Here’s what five cardiologists have told Becker’s they see in the future of technology in cardiology and cardiac surgery:
1. A new agentic AI-powered pre-procedure coordination assistant at New York City-based Mount Sinai Hospital is making a significant difference for patients preparing for cardiac catheterization.
“During the pandemic, we faced a shortage of nurses and physicians. Projections from various government agencies indicate that by 2030, this shortage will worsen,” Annapoorna Kini, MD. director of the cathlab and interventional structural heart disease program, told Becker’s.
“Nurses handle both clinical work and a lot of nonclinical clerical work, especially since EMR documentation became standard. This includes repetitive tasks that nurses did not go into the field to do. We need nurses at the bedside, doing clinical work,” Dr. Kini said. “In areas like cardiac catheterization, a text message doesn’t cut it. We need to ask specific clinical questions, that’s where artificial intelligence comes in. AI is perfectly suited for those repetitive but critical tasks — like calling patients with instructions, directions and answering common questions.
2. In June, Anjali Vaidya, MD, the lead author of a study conducted by Philadelphia-based Temple University Health System, joined Becker’s to discuss the impacts of an EHR-integrated echocardiography screening tool being used within the system.

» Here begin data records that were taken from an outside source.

//! User-facing notifications.
//!
//! Every outcome the counter reports to a person (a product added, stock
//! exhausted, a payment failing) travels as a [`Notification`].

use serde::Serialize;

/// Notification severity.
#[derive(Debug, Clone, Copy, PartialEq, Eq, Serialize)]
#[serde(rename_all = "snake_case")]
pub enum Level {
    Success,
    Info,
    Warning,
    Error,
}

/// A toast-style message for the counter or admin screen.
#[derive(Debug, Clone, PartialEq, Eq, Serialize)]
pub struct Notification {
    pub level: Level,
    pub title: String,
    pub description: String,
}

impl Notification {
    fn new(level: Level, title: impl Into<String>, description: impl Into<String>) -> Self {
        Self {
            level,
            title: title.into(),
            description: description.into(),
        }
    }

    #[must_use]
    pub fn success(title: impl Into<String>, description: impl Into<String>) -> Self {
        Self::new(Level::Success, title, description)
    }

    #[must_use]
    pub fn info(title: impl Into<String>, description: impl Into<String>) -> Self {
        Self::new(Level::Info, title, description)
    }

    #[must_use]
    pub fn warning(title: impl Into<String>, description: impl Into<String>) -> Self {
        Self::new(Level::Warning, title, description)
    }

    #[must_use]
    pub fn error(title: impl Into<String>, description: impl Into<String>) -> Self {
        Self::new(Level::Error, title, description)
    }
}
//! JSON views returned by the counter and admin surfaces.

use apotek_core::{CartItem, Inventory, Product, SortKey, SortOrder, sort_products};
use serde::{Deserialize, Serialize};

use crate::notify::Notification;
use crate::session::Store;

/// A product row with display helpers.
#[derive(Debug, Clone, Serialize)]
pub struct ProductView {
    #[serde(flatten)]
    pub product: Product,
    pub price_display: String,
    /// Whether the "select" control is enabled.
    pub in_stock: bool,
}

impl From<Product> for ProductView {
    fn from(product: Product) -> Self {
        Self {
            price_display: product.price.display(),
            in_stock: product.stock > 0,
            product,
        }
    }
}

/// One cart line with its control state.
#[derive(Debug, Clone, Serialize)]
pub struct CartLineView {
    #[serde(flatten)]
    pub item: CartItem,
    pub price_display: String,
    pub subtotal_display: String,
    /// Catalog stock still available for this product.
    pub stock_remaining: u32,
    /// Increment is enabled only while catalog stock remains.
    pub can_increment: bool,
    /// Decrement is always enabled; at quantity 1 it removes the line.
    pub can_decrement: bool,
}

/// The cart as shown in the drawer.
#[derive(Debug, Clone, Serialize)]
pub struct CartView {
    pub items: Vec<CartLineView>,
    pub total_items: u64,
    pub total_price: u64,
    pub total_price_display: String,
    /// Set while the catalog could not be loaded; stock shown may be stale.
    #[serde(skip_serializing_if = "Option::is_none")]
    pub catalog_notice: Option<Notification>,
}

impl CartView {
    /// Build the view from the store under the session lock.
    #[must_use]
    pub fn from_store(store: &Store) -> Self {
        let mut view = Self::from_inventory(&store.inventory);
        view.catalog_notice = store.load_error.as_ref().map(|err| {
            Notification::error(
                "Catalog unavailable",
                format!("Could not load the catalog: {err}"),
            )
        });
        view
    }

    /// Build the view from the inventory alone.
    #[must_use]
    pub fn from_inventory(inventory: &Inventory) -> Self {
        let items = inventory
            .cart()
            .items()
            .iter()
            .map(|item| CartLineView {
                price_display: item.price.display(),
                subtotal_display: item.subtotal().display(),
                stock_remaining: inventory
                    .catalog()
                    .stock_of(item.barcode.as_str())
                    .unwrap_or(0),
                can_increment: inventory.can_increment(item.barcode.as_str()),
                can_decrement: true,
                item: item.clone(),
            })
            .collect();
        let totals = inventory.totals();

        Self {
            items,
            total_items: totals.total_items,
            total_price: totals.total_price.amount(),
            total_price_display: totals.total_price.display(),
            catalog_notice: None,
        }
    }
}

/// A cart mutation result.
#[derive(Debug, Clone, Serialize)]
pub struct CartResponse {
    #[serde(skip_serializing_if = "Option::is_none")]
    pub notification: Option<Notification>,
    pub cart: CartView,
}

/// Request body naming one barcode.
#[derive(Debug, Clone, Deserialize)]
pub struct BarcodeRequest {
    pub barcode: String,
}

/// Query string for product listings.
#[derive(Debug, Clone, Default, Deserialize)]
pub struct ProductQuery {
    #[serde(default)]
    pub q: String,
    pub sort: Option<SortKey>,
    #[serde(default)]
    pub order: SortOrder,
}

impl ProductQuery {
    /// Apply the requested ordering and build the rows.
    #[must_use]
    pub fn rows(&self, mut products: Vec<Product>) -> Vec<ProductView> {
        if let Some(key) = self.sort {
            sort_products(&mut products, key, self.order);
        }
        products.into_iter().map(ProductView::from).collect()
    }
}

“The shortened time to accurate diagnosis and referral to an accredited pulmonary hypertension care center is an extremely valuable asset,” she said. “We showed that patients who were referred to Temple Cardiology’s CTEPH Program were more than 2.5 times as likely to receive the gold standard of care in their evaluation. This correlates with more accurate diagnoses, improvements in survival, patient satisfaction and alignment with all of the international and national guidelines and major medical organization standards.

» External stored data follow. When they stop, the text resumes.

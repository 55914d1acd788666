//! Apotek CLI - catalog management against the remote catalog service.
//!
//! # Usage
//!
//! ```bash
//! # List products, optionally filtered and sorted
//! apotek-cli products list --query para --sort price --desc
//!
//! # Add a product (prices may be written as "Rp 12.500")
//! apotek-cli products add -b 8991001 -n "Paracetamol 500mg" -u strip -p 12500 -s 40
//!
//! # Edit only the fields given
//! apotek-cli products edit 8991001 --stock 25
//!
//! # Delete a product
//! apotek-cli products delete 8991001
//!
//! # Pay for a quantity of one product
//! apotek-cli pay 8991001 2
//! ```
//!
//! # Environment Variables
//!
//! - `CATALOG_API_URL` - Catalog service base URL (default: `http://localhost:5000`)

#![cfg_attr(not(test), forbid(unsafe_code))]

use std::time::Duration;

use apotek_core::SortKey;
use clap::{Parser, Subcommand, ValueEnum};
use url::Url;

mod commands;

#[derive(Parser)]
#[command(name = "apotek-cli")]
#[command(author, version, about = "Apotek catalog tools")]
struct Cli {
    /// Catalog service base URL
    #[arg(long, env = "CATALOG_API_URL", default_value = "http://localhost:5000")]
    api_url: Url,

    /// Request timeout in seconds
    #[arg(long, env = "CATALOG_HTTP_TIMEOUT_SECS", default_value_t = 30)]
    timeout: u64,

    #[command(subcommand)]
    command: Commands,
}

#[derive(Subcommand)]
enum Commands {
    /// Manage catalog products
    Products {
        #[command(subcommand)]
        action: ProductAction,
    },
    /// Submit a payment for one product
    Pay {
        /// Product barcode
        barcode: String,

        /// Units paid for
        quantity: u32,
    },
}

#[derive(Clone, Copy, ValueEnum)]
enum SortColumn {
    Barcode,
    Name,
    Price,
    Stock,
}

impl From<SortColumn> for SortKey {
    fn from(column: SortColumn) -> Self {
        match column {
            SortColumn::Barcode => Self::Barcode,
            SortColumn::Name => Self::Name,
            SortColumn::Price => Self::Price,
            SortColumn::Stock => Self::Stock,
        }
    }
}

#[derive(Subcommand)]
enum ProductAction {
    /// List products
    List {
        /// Only products whose barcode, name, price or stock contain this text
        #[arg(short, long, default_value = "")]
        query: String,

        /// Column to sort by
        #[arg(long, value_enum)]
        sort: Option<SortColumn>,

        /// Sort descending
        #[arg(long, requires = "sort")]
        desc: bool,
    },
    /// Add a product
    Add {
        #[arg(short, long)]
        barcode: String,

        #[arg(short, long)]
        name: String,

        /// Selling unit (e.g., strip, bottle)
        #[arg(short, long)]
        unit: String,

        #[arg(short, long)]
        price: String,

        #[arg(short, long)]
        stock: String,
    },
    /// Edit a product; omitted fields are left unchanged
    Edit {
        barcode: String,

        #[arg(short, long)]
        name: Option<String>,

        #[arg(short, long)]
        unit: Option<String>,

        #[arg(short, long)]
        price: Option<String>,

        #[arg(short, long)]
        stock: Option<String>,
    },
    /// Delete a product
    Delete { barcode: String },
}

#[tokio::main]
async fn main() {
    // Load .env file if present (ignore errors if not found)
    dotenvy::dotenv().ok();

    // Initialize tracing
    tracing_subscriber::fmt::init();

    let cli = Cli::parse();

    let result: Result<(), commands::CommandError> = run(cli).await;

    if let Err(e) = result {
        tracing::error!("Command failed: {e}");
        std::process::exit(1);
    }
}

async fn run(cli: Cli) -> Result<(), commands::CommandError> {
    let client = commands::client(cli.api_url, Duration::from_secs(cli.timeout))?;

    match cli.command {
        Commands::Products { action } => match action {
            ProductAction::List { query, sort, desc } => {
                commands::products::list(&client, &query, sort.map(SortKey::from), desc).await?;
            }
            ProductAction::Add {
                barcode,
                name,
                unit,
                price,
                stock,
            } => {
                let form = apotek_core::ProductForm {
                    barcode,
                    name,
                    unit,
                    price,
                    stock,
                };
                commands::products::add(&client, &form).await?;
            }
            ProductAction::Edit {
                barcode,
                name,
                unit,
                price,
                stock,
            } => {
                let form = apotek_core::ProductPatchForm {
                    name,
                    unit,
                    price,
                    stock,
                };
                commands::products::edit(&client, &barcode, &form).await?;
            }
            ProductAction::Delete { barcode } => {
                commands::products::delete(&client, &barcode).await?;
            }
        },
        Commands::Pay { barcode, quantity } => {
            commands::pay::pay(&client, &barcode, quantity).await?;
        }
    }
    Ok(())
}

3. Wayne Franklin, MD, senior vice president of the Children’s National Heart Center at Children’s National Hospital in Washington, D.C., told Becker’s that “[cardiology] is well suited for AI because of the high volume of data, including images, pharmacologic, interventional and surgical treatment options, patient outcomes and preventive medicine. Actually, cardiology was one of the first specialties to utilize an early form of AI with computer-assisted interpretation of electrocardiograms, started in the 1970s.”
“Fast-forward to today, and not only can AI help make an impact on the leading cause of death in the U.S. but cardiovascular medicine has such a vast amount of evidence already scientifically proven that the field is ready to take the next step by integrating cutting-edge AI technology,” he continued. “Here at Children’s National, we have started to use AI in our pediatric cardiac intensive care unit, where we have utilized continuous surveillance monitoring to help predict when patients are likely to clinically deteriorate and early signs show that this prevents cardiac arrests. With thoughtful and well-planned implementation, AI has the ability to transform not only cardiovascular disease but the entire spectrum of healthcare, leading to safer, faster and more personalized care for patients and families.”

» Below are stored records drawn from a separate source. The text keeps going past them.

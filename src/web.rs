use axum::{
    debug_handler,
    extract::{Path, State},
    http::{header, Method, StatusCode},
    response::{Html, IntoResponse, Response},
    routing::{get, post},
    Json, Router,
};
use include_dir::{include_dir, Dir};
use serde::{Deserialize, Serialize};
use std::sync::{Arc, RwLock};
use tower_http::cors::{Any, CorsLayer};
use utoipa::{OpenApi, ToSchema};
use utoipa_swagger_ui::SwaggerUi;

use crate::{
    app::{CsrGenerator, GenerateError, GeneratedCsr},
    backend::BackendKind,
    config::OrganizationProfile,
    csr::{HostName, SubjectIdentity},
    utils::logging::{LogSettings, Logger},
};

static STATIC_DIR: Dir<'_> = include_dir!("$CARGO_MANIFEST_DIR/static");

#[derive(OpenApi)]
#[openapi(
    paths(csr_handler, profile_handler),
    components(schemas(CsrRequest, CsrResponse, OrganizationProfile, SubjectIdentity, HostName))
)]
struct ApiDoc;

#[derive(Debug, Deserialize, ToSchema)]
pub struct CsrRequest {
    #[schema(example = "server.example.edu")]
    pub fqdn: String,
    /// Comma separated additional host names
    #[serde(default)]
    #[schema(example = "www.server.example.edu, api.server.example.edu")]
    pub sans: String,
}

#[derive(Serialize, ToSchema)]
pub struct CsrResponse {
    key_filename: String,
    key_pem: String,
    csr_filename: String,
    csr_pem: String,
    subject: SubjectIdentity,
    sans: Vec<String>,
    backend: String,
    public_key_sha256: String,
    generated_at: String,
}

impl From<GeneratedCsr> for CsrResponse {
    fn from(generated: GeneratedCsr) -> Self {
        Self {
            sans: generated
                .descriptor
                .sans
                .iter()
                .map(|n| n.as_str().to_string())
                .collect(),
            subject: generated.descriptor.subject,
            key_filename: generated.key_filename,
            key_pem: generated.key_pem,
            csr_filename: generated.csr_filename,
            csr_pem: generated.csr_pem,
            backend: generated.backend,
            public_key_sha256: generated.public_key_sha256,
            generated_at: generated.generated_at.to_rfc3339(),
        }
    }
}

pub struct WebServerState {
    pub is_running: bool,
    pub port: u16,
    pub profile: OrganizationProfile,
    pub backend: BackendKind,
    pub openssl: String,
    pub log_settings: LogSettings,
}

impl WebServerState {
    pub fn new(
        port: Option<u16>,
        profile: OrganizationProfile,
        backend: BackendKind,
        openssl: String,
        log_settings: LogSettings,
    ) -> Self {
        Self {
            port: port.unwrap_or(3000), // Default to port 3000 if none specified
            is_running: false,
            profile,
            backend,
            openssl,
            log_settings,
        }
    }

    fn logger(&self) -> Box<dyn Logger> {
        self.log_settings.build_logger()
    }
}

fn json_error(status: StatusCode, message: String) -> Response {
    (
        status,
        [(header::CONTENT_TYPE, "application/json")],
        Json(serde_json::json!({ "error": message })),
    )
        .into_response()
}

// Handler for /api/csr
#[utoipa::path(
    post,
    path = "/api/csr",
    request_body = CsrRequest,
    responses(
        (status = 200, description = "Generated private key and CSR", body = CsrResponse),
        (status = 400, description = "Missing or invalid FQDN"),
        (status = 500, description = "Key generation or signing failed")
    )
)]
#[debug_handler]
async fn csr_handler(
    State(state): State<Arc<RwLock<WebServerState>>>,
    Json(request): Json<CsrRequest>,
) -> Response {
    // Snapshot what the run needs, the lock is not held across the await
    let (profile, backend, logger) = {
        let state_guard = state.read().unwrap();
        (
            state_guard.profile.clone(),
            state_guard.backend.create(&state_guard.openssl),
            state_guard.logger(),
        )
    };

    let result = tokio::task::spawn_blocking(move || {
        let mut generator = CsrGenerator::new(logger, profile, backend);
        generator.generate(&request.fqdn, &request.sans)
    })
    .await;

    match result {
        Ok(Ok(generated)) => (
            StatusCode::OK,
            [(header::CONTENT_TYPE, "application/json")],
            Json(serde_json::json!({ "data": CsrResponse::from(generated) })),
        )
            .into_response(),
        Ok(Err(e @ GenerateError::Validation(_))) => {
            json_error(StatusCode::BAD_REQUEST, e.to_string())
        }
        Ok(Err(e)) => json_error(StatusCode::INTERNAL_SERVER_ERROR, e.to_string()),
        Err(e) => json_error(
            StatusCode::INTERNAL_SERVER_ERROR,
            format!("CSR generation task failed: {}", e),
        ),
    }
}

// Handler for /api/profile
#[utoipa::path(
    get,
    path = "/api/profile",
    responses(
        (status = 200, description = "Organization profile used for every subject", body = OrganizationProfile)
    )
)]
#[debug_handler]
async fn profile_handler(State(state): State<Arc<RwLock<WebServerState>>>) -> Response {
    let profile = state.read().unwrap().profile.clone();

    (
        StatusCode::OK,
        [(header::CONTENT_TYPE, "application/json")],
        Json(serde_json::json!({ "data": profile })),
    )
        .into_response()
}

async fn index_handler() -> Response {
    match STATIC_DIR
        .get_file("index.html")
        .and_then(|f| f.contents_utf8())
    {
        Some(html) => Html(html).into_response(),
        None => (StatusCode::NOT_FOUND, "index.html missing").into_response(),
    }
}

async fn asset_handler(Path(path): Path<String>) -> Response {
    let Some(file) = STATIC_DIR.get_file(&path) else {
        return (StatusCode::NOT_FOUND, "Not found").into_response();
    };

    let content_type = match path.rsplit('.').next() {
        Some("js") => "application/javascript",
        Some("css") => "text/css",
        Some("html") => "text/html; charset=utf-8",
        _ => "application/octet-stream",
    };

    (
        StatusCode::OK,
        [(header::CONTENT_TYPE, content_type)],
        file.contents(),
    )
        .into_response()
}

async fn health_check() -> &'static str {
    "OK"
}

pub fn router(state: Arc<RwLock<WebServerState>>) -> Router {
    Router::new()
        .route("/", get(index_handler))
        .route("/assets/*path", get(asset_handler))
        .route("/health", get(health_check))
        .route("/api/profile", get(profile_handler))
        .route("/api/csr", post(csr_handler))
        .merge(SwaggerUi::new("/swagger-ui").url("/api-docs/openapi.json", ApiDoc::openapi()))
        .layer(
            CorsLayer::new()
                .allow_origin(Any)
                .allow_methods([Method::GET, Method::POST])
                .allow_headers([header::CONTENT_TYPE]),
        )
        .with_state(state)
}

pub async fn start_web_server(
    state: Arc<RwLock<WebServerState>>,
    shutdown: tokio::sync::oneshot::Receiver<()>,
) {
    let (port, mut logger) = {
        let state = state.read().unwrap();
        (state.port, state.logger())
    };

    let app = router(state.clone());

    let addr = format!("0.0.0.0:{}", port);
    match tokio::net::TcpListener::bind(&addr).await {
        Ok(listener) => {
            logger.log(&format!("Web server listening on {}", addr));
            logger.debug_log("Available endpoints: /, /health, /api/profile, /api/csr, /swagger-ui");

            {
                let mut state = state.write().unwrap();
                state.is_running = true;
            }

            axum::serve(listener, app)
                .with_graceful_shutdown(async {
                    shutdown.await.ok();
                })
                .await
                .unwrap_or_else(|e| {
                    eprintln!("Server error: {}", e);
                    logger.log(&format!("Server error: {}", e));
                });

            state.write().unwrap().is_running = false;
        }
        Err(e) => {
            eprintln!("Failed to bind to address {}: {}", addr, e);
            logger.log(&format!("Failed to bind to address {}: {}", addr, e));
        }
    }
}
// csr/openssl_config.rs
use super::types::CsrRequestDescriptor;

/// Renders an `openssl req -config` file for the descriptor. `prompt = no`
/// makes OpenSSL take the subject values verbatim, in section order.
pub fn render_request_config(descriptor: &CsrRequestDescriptor) -> String {
    let mut content = format!(
        r#"[req]
default_bits = {}
default_md = sha256
distinguished_name = req_distinguished_name
req_extensions = v3_req
prompt = no
utf8 = yes
string_mask = utf8only

[req_distinguished_name]
"#,
        descriptor.key_bits
    );

    for (attr, value) in descriptor.subject.attributes() {
        content.push_str(&format!("{} = {}\n", attr.short_name(), escape_value(value)));
    }

    content.push_str("\n[v3_req]\nsubjectAltName = @alt_names\n\n[alt_names]\n");
    for (i, name) in descriptor.sans.iter().enumerate() {
        content.push_str(&format!("DNS.{} = {}\n", i + 1, escape_value(name.as_str())));
    }

    content
}

/// Config files are line based and have no escape for line breaks, so a
/// value with a control character would split into extra directives.
pub fn check_config_values(descriptor: &CsrRequestDescriptor) -> Result<(), String> {
    let subject = descriptor
        .subject
        .attributes()
        .into_iter()
        .map(|(attr, value)| (attr.short_name(), value));
    let sans = descriptor.sans.iter().map(|name| ("DNS", name.as_str()));

    for (field, value) in subject.chain(sans) {
        if value.chars().any(char::is_control) {
            return Err(format!(
                "{} value {:?} contains a control character and cannot be written to an OpenSSL config",
                field, value
            ));
        }
    }
    Ok(())
}

/// OpenSSL config values treat `#` as a comment, `$` as a variable reference
/// and quotes/backslashes as escapes.
fn escape_value(value: &str) -> String {
    let mut escaped = String::with_capacity(value.len());
    for c in value.chars() {
        if matches!(c, '\\' | '$' | '#' | '"' | '\'') {
            escaped.push('\\');
        }
        escaped.push(c);
    }
    escaped
}
// src/main.rs
mod app;
mod backend;
mod config;
mod csr;
mod utils;
mod web;

use app::{write_artifacts, CsrGenerator};
use backend::BackendKind;
use config::{default_profile_path, OrganizationProfile};
use utils::logging::LogSettings;

use clap::Parser;
use std::{
    io::{self, BufRead, Write},
    sync::{Arc, RwLock},
};
use web::WebServerState;

#[derive(Parser, Debug)]
#[command(author, version, about = "Generate an RSA private key and a PKCS#10 CSR", long_about = None)]
pub struct Args {
    /// Fully qualified domain name, used as the common name and first SAN
    #[arg(short, long)]
    pub fqdn: Option<String>,

    /// Additional host names, comma separated
    #[arg(short, long)]
    pub sans: Option<String>,

    /// Directory for the .key and .csr files
    #[arg(short, long, default_value = ".")]
    pub out_dir: String,

    /// Organization profile (JSON or YAML)
    #[arg(long)]
    pub profile: Option<String>,

    /// Write the built-in organization profile to --profile (or the default location) and exit
    #[arg(long)]
    pub init_profile: bool,

    #[arg(short, long, value_enum, default_value_t = BackendKind::Native)]
    pub backend: BackendKind,

    /// OpenSSL executable used by the cli backend
    #[arg(long, default_value = "openssl")]
    pub openssl: String,

    /// Print both PEMs to stdout instead of writing files
    #[arg(long)]
    pub print: bool,

    /// Overwrite existing output files
    #[arg(long)]
    pub force: bool,

    #[arg(short, long)]
    pub debug: bool,

    #[arg(long)]
    pub log_file: Option<String>,

    /// Serve the web form and JSON API instead of generating once
    #[arg(long)]
    pub serve: bool,

    #[arg(short, long, default_value_t = 3000)]
    pub port: u16,

    /// Open the web form in a browser once the server is up
    #[arg(long)]
    pub open: bool,
}

fn prompt(message: &str) -> io::Result<String> {
    eprint!("{}", message);
    io::stderr().flush()?;

    let mut line = String::new();
    io::stdin().lock().read_line(&mut line)?;
    Ok(line.trim_end_matches(['\r', '\n']).to_string())
}

/// FQDN and SAN text from the flags, prompting for whatever is missing.
fn request_input(args: &Args) -> io::Result<(String, String)> {
    match &args.fqdn {
        Some(fqdn) => Ok((fqdn.clone(), args.sans.clone().unwrap_or_default())),
        None => {
            let fqdn = prompt("Enter the FQDN for the certificate: ")?;
            let sans = match &args.sans {
                Some(sans) => sans.clone(),
                None => prompt("Enter additional host names (comma separated, optional): ")?,
            };
            Ok((fqdn, sans))
        }
    }
}

fn init_profile(args: &Args) -> io::Result<()> {
    let path = match &args.profile {
        Some(path) => path.clone(),
        None => default_profile_path()
            .ok_or_else(|| {
                io::Error::new(
                    io::ErrorKind::NotFound,
                    "No configuration directory found, pass --profile",
                )
            })?
            .to_string_lossy()
            .to_string(),
    };

    OrganizationProfile::default().save_to_file(&path)?;
    eprintln!("Wrote organization profile to {}", path);
    Ok(())
}

async fn generate_once(
    args: &Args,
    profile: OrganizationProfile,
    log_settings: LogSettings,
) -> io::Result<()> {
    let (fqdn, sans) = request_input(args)?;
    let backend = args.backend.create(&args.openssl);
    let out_dir = args.out_dir.clone();
    let print = args.print;
    let force = args.force;

    // Key generation blocks, keep it off the runtime threads
    tokio::task::spawn_blocking(move || -> io::Result<()> {
        let mut generator = CsrGenerator::new(log_settings.build_logger(), profile, backend);
        let generated = generator.generate(&fqdn, &sans)?;

        if print {
            let mut stdout = io::stdout().lock();
            stdout.write_all(generated.key_pem.as_bytes())?;
            stdout.write_all(generated.csr_pem.as_bytes())?;
            generator.log(&format!(
                "Printed {} and {} to stdout",
                generated.key_filename, generated.csr_filename
            ));
        } else {
            let files = write_artifacts(&generated, &out_dir, force, generator.logger_mut())?;
            println!("{}", files.key_path.display());
            println!("{}", files.csr_path.display());
        }
        Ok(())
    })
    .await
    .map_err(|e| io::Error::new(io::ErrorKind::Other, e))?
}

async fn serve(args: &Args, profile: OrganizationProfile, log_settings: LogSettings) -> io::Result<()> {
    let web_state = Arc::new(RwLock::new(WebServerState::new(
        Some(args.port),
        profile,
        args.backend,
        args.openssl.clone(),
        log_settings,
    )));

    // Create shutdown channel and spawn web server
    let (shutdown_tx, shutdown_rx) = tokio::sync::oneshot::channel();
    let web_state_clone = Arc::clone(&web_state);
    let web_server = tokio::spawn(async move {
        web::start_web_server(web_state_clone, shutdown_rx).await;
    });

    if args.open {
        let url = format!("http://localhost:{}/", args.port);
        if let Err(e) = open::that(&url) {
            eprintln!("Failed to open {}: {}", url, e);
        }
    }

    tokio::signal::ctrl_c().await?;

    // Send shutdown signal to web server
    let _ = shutdown_tx.send(());

    // Wait for web server to shutdown
    let _ = web_server.await;
    Ok(())
}

#[tokio::main]
async fn main() -> io::Result<()> {
    // Parse command line arguments
    let args = Args::parse();

    if args.init_profile {
        return init_profile(&args);
    }

    let log_settings = LogSettings {
        log_file: args.log_file.clone(),
        debug: args.debug,
        stderr: true,
    };
    let profile = OrganizationProfile::resolve(args.profile.as_deref())?;

    let res = if args.serve {
        serve(&args, profile, log_settings).await
    } else {
        generate_once(&args, profile, log_settings).await
    };

    // Handle any errors that occurred during execution
    if let Err(err) = res {
        eprintln!("Error: {}", err);
        return Err(err);
    }

    Ok(())
}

4. When asked what new technology excited him most, Rajesh Sharma, MD, a cardiologist at Advanced Heart and Vein Center in Thornton, Colo., told Becker’s: “New therapies for hypertension, including renal denervation. This adds to our armamentarium for hypertension management. Also, what’s exciting is the evolution of the [ASC] and ability to perform a majority of elective procedures in a safe environment that’s extremely cost-effective.
5. “The Da Vinci 5, the newest robot, has not yet been approved by the FDA for cardiac surgery, though I think within a year it will be,” Makoto Hashimoto, MD, a renowned cardiac surgeon at the Baptist Health Miami Cardiac & Vascular Institute, told Becker’s in March.
“I’m particularly excited about an instrument called the endo-stabilizer, which can be used for TCAB, totally endoscopic coronary artery bypass grafting,” he continued. “It will enable the most minimally invasive coronary artery bypass surgery. The next five years will be a major transition period for robotic cardiac surgery, more hospitals will start robotic programs and the number of cases will increase. For the next 10 years, I think telesurgery will probably become more prominent. I’m not sure how it will be made possible, but I know telesurgery is something all surgeons are interested in.”